-- Problem to solve --
Among the lines below, copy each one in which "Deserialize" appears.

-- Stored data --
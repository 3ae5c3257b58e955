use serde::{Deserialize, Serialize};

/// Rule explorer slider values. Each defaults to the column's observed minimum.
#[derive(Debug, Clone, Default, PartialEq, Serialize, Deserialize)]
#[serde(default)]
pub struct RuleExplorerParams {
    pub min_support: Option<f64>,
    pub min_confidence: Option<f64>,
    pub min_lift: Option<f64>,
}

-- Answer section --
use serde::{Deserialize, Serialize};
#[derive(Debug, Clone, Default, PartialEq, Serialize, Deserialize)]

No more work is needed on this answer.